If you know the temperature in Fahrenheit, then it's easy enough to convert it to Celsius:

```
def f_to_c(f):
"""Convert Fahrenheit to Celsius."""
return (f - 32) * 5 / 9
```

So if it's 68 degrees Fahrenheit, that's the same as `f_to_c(68) = 20`

degrees Celsius.

But what if we don't know the exact temperature? Maybe we have two thermometers and they disagree by a few degrees: one is showing 66 and the other 71. So we have a rough idea of what the temperature is like in Fahrenheit (somewhere between 66 and 71 degrees), and we'd like to convert this to an equivalently rough idea of what the temperature is like in Celsius.
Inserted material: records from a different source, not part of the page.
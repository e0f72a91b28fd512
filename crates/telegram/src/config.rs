use {
    secrecy::{ExposeSecret, Secret},
    serde::{Deserialize, Serialize},
};

use crate::{
    access::{DmPolicy, GroupPolicy},
    error::{Error, Result},
};

/// Configuration for a single Telegram bot account, read from
/// `[channels.telegram.<account_id>]`.
#[derive(Clone, Serialize, Deserialize)]
#[serde(default)]
pub struct TelegramAccountConfig {
    /// Bot token from @BotFather.
    #[serde(serialize_with = "serialize_secret")]
    pub token: Secret<String>,

    /// DM access policy.
    pub dm_policy: DmPolicy,

    /// User IDs or usernames allowed to DM the bot.
    pub allowlist: Vec<String>,

    /// Group access policy.
    pub group_policy: GroupPolicy,

    /// Group chat IDs the bot answers in.
    pub group_allowlist: Vec<String>,

    /// Long-polling timeout passed to getUpdates.
    pub poll_timeout_secs: u32,
}

impl TelegramAccountConfig {
    /// Parse the opaque per-account value from the main config.
    pub fn from_value(account_id: &str, value: &serde_json::Value) -> Result<Self> {
        serde_json::from_value(value.clone()).map_err(|e| Error::config(account_id, e))
    }

    /// Copy with the token replaced, for display.
    pub fn redacted(&self) -> Self {
        Self {
            token: Secret::new("[REDACTED]".into()),
            ..self.clone()
        }
    }
}

impl std::fmt::Debug for TelegramAccountConfig {
    fn fmt(&self, f: &mut std::fmt::Formatter<'_>) -> std::fmt::Result {
        f.debug_struct("TelegramAccountConfig")
            .field("token", &"[REDACTED]")
            .field("dm_policy", &self.dm_policy)
            .field("group_policy", &self.group_policy)
            .field("poll_timeout_secs", &self.poll_timeout_secs)
            .finish_non_exhaustive()
    }
}

fn serialize_secret<S: serde::Serializer>(
    secret: &Secret<String>,
    serializer: S,
) -> std::result::Result<S::Ok, S::Error> {
    serializer.serialize_str(secret.expose_secret())
}

impl Default for TelegramAccountConfig {
    fn default() -> Self {
        Self {
            token: Secret::new(String::new()),
            dm_policy: DmPolicy::default(),
            allowlist: Vec::new(),
            group_policy: GroupPolicy::default(),
            group_allowlist: Vec::new(),
            poll_timeout_secs: 30,
        }
    }
}

#[allow(clippy::unwrap_used, clippy::expect_used)]
#[cfg(test)]
mod tests {
    use {super::*, serde_json::json};

    #[test]
    fn default_config() {
        let cfg = TelegramAccountConfig::default();
        assert_eq!(cfg.dm_policy, DmPolicy::Open);
        assert_eq!(cfg.group_policy, GroupPolicy::Disabled);
        assert_eq!(cfg.poll_timeout_secs, 30);
    }

    #[test]
    fn parses_account_value() {
        let cfg = TelegramAccountConfig::from_value("main", &json!({
            "token": "123:ABC",
            "dm_policy": "allowlist",
            "allowlist": ["user1", "42"]
        }))
        .unwrap();
        assert_eq!(cfg.token.expose_secret(), "123:ABC");
        assert_eq!(cfg.dm_policy, DmPolicy::Allowlist);
        assert_eq!(cfg.allowlist, vec!["user1", "42"]);
        assert_eq!(cfg.poll_timeout_secs, 30);
    }

    #[test]
    fn rejects_unknown_policy() {
        let err = TelegramAccountConfig::from_value("main", &json!({ "dm_policy": "sometimes" }))
            .unwrap_err();
        assert!(err.to_string().contains("`main`"));
    }

    #[test]
    fn redacted_hides_token() {
        let cfg = TelegramAccountConfig {
            token: Secret::new("tok".into()),
            ..Default::default()
        };
        let json = serde_json::to_value(cfg.redacted()).unwrap();
        assert_eq!(json["token"], "[REDACTED]");
        assert!(!format!("{cfg:?}").contains("tok\""));
    }
}
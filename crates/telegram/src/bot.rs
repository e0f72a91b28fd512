use std::{sync::Arc, time::Duration};

use {
    lorebot_dialogs::UserLanes,
    secrecy::ExposeSecret,
    teloxide::{
        ApiError, RequestError,
        prelude::*,
        types::{AllowedUpdate, BotCommand, UpdateKind},
    },
    tokio::task::JoinHandle,
    tokio_util::sync::CancellationToken,
    tracing::{debug, info, warn},
};

#[cfg(feature = "metrics")]
use lorebot_metrics::{counter, labels, telegram as tg_metrics};

use crate::{
    config::TelegramAccountConfig,
    error::{Error, Result},
    handlers,
    outbound::TelegramOutbound,
    state::AccountState,
};

const POLL_ERROR_BACKOFF: Duration = Duration::from_secs(5);

/// A bot account whose credentials have been verified.
pub struct Connection {
    pub account_id: String,
    pub bot: Bot,
    pub bot_username: Option<String>,
    pub config: TelegramAccountConfig,
}

impl Connection {
    pub fn outbound(&self) -> Arc<TelegramOutbound> {
        Arc::new(TelegramOutbound::new(self.bot.clone(), self.account_id.clone()))
    }

    pub fn into_state(self, lanes: Arc<UserLanes>) -> AccountState {
        AccountState {
            account_id: self.account_id,
            bot: self.bot,
            bot_username: self.bot_username,
            config: self.config,
            lanes,
        }
    }
}

/// Verify the token and clear any webhook so long polling works.
pub async fn connect(account_id: &str, config: TelegramAccountConfig) -> Result<Connection> {
    // The client timeout must outlast the long-polling timeout.
    let client = teloxide::net::default_reqwest_settings()
        .timeout(Duration::from_secs(u64::from(config.poll_timeout_secs) + 15))
        .build()?;
    let bot = Bot::with_client(config.token.expose_secret(), client);

    let me = bot.get_me().await?;
    bot.delete_webhook().send().await?;

    info!(
        account_id,
        username = ?me.username,
        "telegram bot connected (webhook cleared)"
    );

    Ok(Connection {
        account_id: account_id.to_string(),
        bot,
        bot_username: me.username.clone(),
        config,
    })
}

/// Publish the command menu shown by Telegram clients.
pub async fn register_commands(bot: &Bot, account_id: &str, menu: &[(&'static str, String)]) {
    let commands: Vec<BotCommand> = menu
        .iter()
        .map(|(name, description)| BotCommand::new(*name, description.clone()))
        .collect();
    if let Err(e) = bot.set_my_commands(commands).await {
        warn!(account_id, "failed to register bot commands: {e}");
    }
}

/// Long-poll getUpdates until `cancel` fires, handing every update to the
/// account's lanes. Ends with [`Error::Conflict`] when another process
/// polls the same token.
pub fn spawn_polling(state: Arc<AccountState>, cancel: CancellationToken) -> JoinHandle<Result<()>> {
    tokio::spawn(async move {
        let account_id = state.account_id.as_str();
        info!(account_id, "starting telegram polling loop");
        let mut offset: i32 = 0;

        loop {
            let request = state
                .bot
                .get_updates()
                .offset(offset)
                .timeout(state.config.poll_timeout_secs)
                .allowed_updates(vec![AllowedUpdate::Message, AllowedUpdate::CallbackQuery])
                .send();
            let result = tokio::select! {
                () = cancel.cancelled() => {
                    info!(account_id, "telegram polling stopped");
                    return Ok(());
                }
                result = request => result,
            };

            let updates = match result {
                Ok(updates) => updates,
                Err(RequestError::Api(ApiError::TerminatedByOtherGetUpdates)) => {
                    warn!(
                        account_id,
                        "telegram polling disabled: another instance is running with this token"
                    );
                    return Err(Error::Conflict);
                },
                Err(e) => {
                    #[cfg(feature = "metrics")]
                    counter!(
                        tg_metrics::POLLING_ERRORS_TOTAL,
                        labels::ACCOUNT_ID => state.account_id.clone()
                    )
                    .increment(1);
                    warn!(account_id, error = %e, "telegram getUpdates failed");
                    tokio::select! {
                        () = cancel.cancelled() => return Ok(()),
                        () = tokio::time::sleep(POLL_ERROR_BACKOFF) => continue,
                    }
                },
            };

            if !updates.is_empty() {
                debug!(account_id, count = updates.len(), "got telegram updates");
            }
            for update in updates {
                offset = update.id.as_offset();
                #[cfg(feature = "metrics")]
                counter!(
                    tg_metrics::UPDATES_RECEIVED_TOTAL,
                    labels::ACCOUNT_ID => state.account_id.clone()
                )
                .increment(1);
                match update.kind {
                    UpdateKind::Message(msg) => handlers::handle_message(&msg, &state),
                    UpdateKind::CallbackQuery(query) => {
                        handlers::handle_callback_query(query, &state).await;
                    },
                    other => debug!(account_id, "ignoring update: {other:?}"),
                }
            }
        }
    })
}

#[allow(clippy::unwrap_used, clippy::expect_used)]
#[cfg(test)]
mod tests {
    use {
        super::*,
        crate::testing::MockTelegramApi,
        lorebot_dialogs::{
            Dispatcher,
            memory::MemoryStore,
            render::{EntryDocument, RenderError, RenderedDocument, Renderer},
            store::Stores,
        },
        serde_json::json,
    };

    struct NoRenderer;

    impl Renderer for NoRenderer {
        fn render(
            &self,
            _doc: &EntryDocument<'_>,
        ) -> std::result::Result<RenderedDocument, RenderError> {
            Err(RenderError::Failed("not in this test".into()))
        }
    }

    fn state_for(api: &MockTelegramApi, config: TelegramAccountConfig) -> Arc<AccountState> {
        let bot = api.bot();
        let connection = Connection {
            account_id: "test".into(),
            bot: bot.clone(),
            bot_username: Some("lorebot".into()),
            config,
        };
        let dispatcher = Arc::new(Dispatcher::new(
            Stores::from_backend(Arc::new(MemoryStore::new())),
            Arc::new(NoRenderer),
            connection.outbound(),
        ));
        let lanes = Arc::new(UserLanes::new(
            dispatcher,
            Duration::from_secs(60),
            CancellationToken::new(),
        ));
        Arc::new(connection.into_state(lanes))
    }

    fn help_update(update_id: i64, user_id: i64) -> serde_json::Value {
        json!({
            "update_id": update_id,
            "message": {
                "message_id": 5,
                "date": 1,
                "chat": { "id": user_id, "type": "private", "first_name": "Mira" },
                "from": { "id": user_id, "is_bot": false, "first_name": "Mira" },
                "text": "/help"
            }
        })
    }

    #[tokio::test]
    async fn polled_messages_are_answered_and_offset_advances() {
        let api = MockTelegramApi::start().await;
        api.push_updates(json!([help_update(7, 42)]));
        let state = state_for(&api, TelegramAccountConfig::default());
        let cancel = CancellationToken::new();
        let task = spawn_polling(Arc::clone(&state), cancel.clone());

        let sent = api.wait_for("SendMessage", 1).await;
        assert_eq!(sent[0]["chat_id"], 42);

        let polls = api.wait_for("GetUpdates", 2).await;
        assert_eq!(polls[1]["offset"], 8);

        cancel.cancel();
        task.await.unwrap().unwrap();
        state.lanes.shutdown(Duration::from_secs(1)).await;
        api.shutdown().await;
    }

    #[tokio::test]
    async fn denied_senders_get_no_reply() {
        let api = MockTelegramApi::start().await;
        api.push_updates(json!([help_update(1, 99)]));
        let config = TelegramAccountConfig {
            dm_policy: crate::access::DmPolicy::Allowlist,
            allowlist: vec!["42".into()],
            ..Default::default()
        };
        let state = state_for(&api, config);
        let cancel = CancellationToken::new();
        let task = spawn_polling(Arc::clone(&state), cancel.clone());

        api.wait_for("GetUpdates", 3).await;
        assert!(api.calls("SendMessage").is_empty());

        cancel.cancel();
        task.await.unwrap().unwrap();
        api.shutdown().await;
    }
}
//! Telegram transport for lorebot.
//!
//! Long-polls the Bot API with teloxide, turns messages and button taps into
//! dialog notifications, and implements [`lorebot_dialogs::outbound::ChatOutbound`]
//! for replies, documents and photo downloads.

pub mod access;
pub mod bot;
pub mod config;
pub mod error;
pub mod handlers;
pub mod outbound;
pub mod state;

#[cfg(test)]
pub(crate) mod testing;

pub use {
    bot::{Connection, connect, register_commands, spawn_polling},
    config::TelegramAccountConfig,
    error::{Error, Result},
    outbound::TelegramOutbound,
    state::AccountState,
};
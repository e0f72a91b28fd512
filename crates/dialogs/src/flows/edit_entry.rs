use async_trait::async_trait;

use crate::{
    effects::DomainEffect,
    error::Result,
    event::{CallbackData, Event},
    flows::{
        Flow, Picked, StepContext, StepOutcome, advance, advance_to_entry_selection, pick_entry,
        pick_topic, prompt_for_topic,
    },
    i18n::MessageKey,
    reply::{Button, Keyboard, Reply},
    session::{EntryRef, Session, Step},
    validate::validate_content,
};

/// `/editentry`: topic, entry, new content, then an image or skip.
pub struct EditEntryFlow;

#[async_trait]
impl Flow for EditEntryFlow {
    async fn enter(&self, ctx: &StepContext<'_>, _session: &Session) -> Result<StepOutcome> {
        prompt_for_topic(ctx).await
    }

    async fn step(
        &self,
        ctx: &StepContext<'_>,
        session: &Session,
        event: &Event,
    ) -> Result<StepOutcome> {
        match session.step {
            Step::SelectTopic => match pick_topic(ctx, event).await? {
                Picked::Found(topic) => advance_to_entry_selection(ctx, session, &topic).await,
                Picked::Gone(outcome) => Ok(outcome),
                Picked::NotOffered => Ok(StepOutcome::Ignore),
            },
            Step::SelectEntry => match pick_entry(ctx, session, event).await? {
                Picked::Found(entry) => advance(
                    session,
                    Step::EnterContent,
                    session.accumulated.with_entry(EntryRef::from(&entry)),
                    Reply::key(MessageKey::EnterNewContent).arg("name", &entry.name),
                ),
                Picked::Gone(outcome) => Ok(outcome),
                Picked::NotOffered => Ok(StepOutcome::Ignore),
            },
            Step::EnterContent => {
                let Some(raw) = event.text() else {
                    return Ok(StepOutcome::Ignore);
                };
                let content = match validate_content(raw) {
                    Ok(content) => content,
                    Err(error) => return Ok(StepOutcome::reject(error)),
                };
                let name = &session.entry()?.name;
                advance(
                    session,
                    Step::AttachImage,
                    session.accumulated.with_content(content),
                    Reply::key(MessageKey::SendImageOrSkip)
                        .arg("name", name)
                        .with_keyboard(Keyboard::row([Button::new(
                            MessageKey::ButtonSkip,
                            CallbackData::Skip,
                        )])),
                )
            },
            Step::AttachImage => {
                let collected = match event {
                    Event::Image { reference } => {
                        session.accumulated.with_image(reference.clone())
                    },
                    _ if event.callback() == Some(CallbackData::Skip) => {
                        session.accumulated.clone()
                    },
                    _ => return Ok(StepOutcome::Ignore),
                };
                let entry = session.entry()?.clone();
                Ok(StepOutcome::complete(
                    Reply::key(MessageKey::EntryUpdated).arg("name", &entry.name),
                    vec![DomainEffect::UpdateEntry {
                        entry,
                        content: session.content()?.to_string(),
                        image: collected.image,
                    }],
                ))
            },
            _ => Ok(StepOutcome::Ignore),
        }
    }
}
In a sense, we'd like to simultaneously consider *every* possible value in the range `[66, 71]`

, calculate the equivalent Celsius temperature, and form a range from the resulting values. But because `f_to_c`

is monotonic, we can simply compute the values at the endpoints and use those:

So knowing that the temperature is somewhere between 66 and 71 degrees Fahrenheit is the same as knowing that it's between `f_to_c(66) ≈ 19`

and `f_to_c(71) ≈ 22`

degrees Celsius.

One way to think about this computation is as a *propagation of our uncertainty*. Instead of calculating with numbers, like 68, we're operating on *ranges* of values, like `[66, 71]`

. This is a crude representation of uncertainty to be sure, but — as we'll see — it's enough to begin to illustrate some neat ideas.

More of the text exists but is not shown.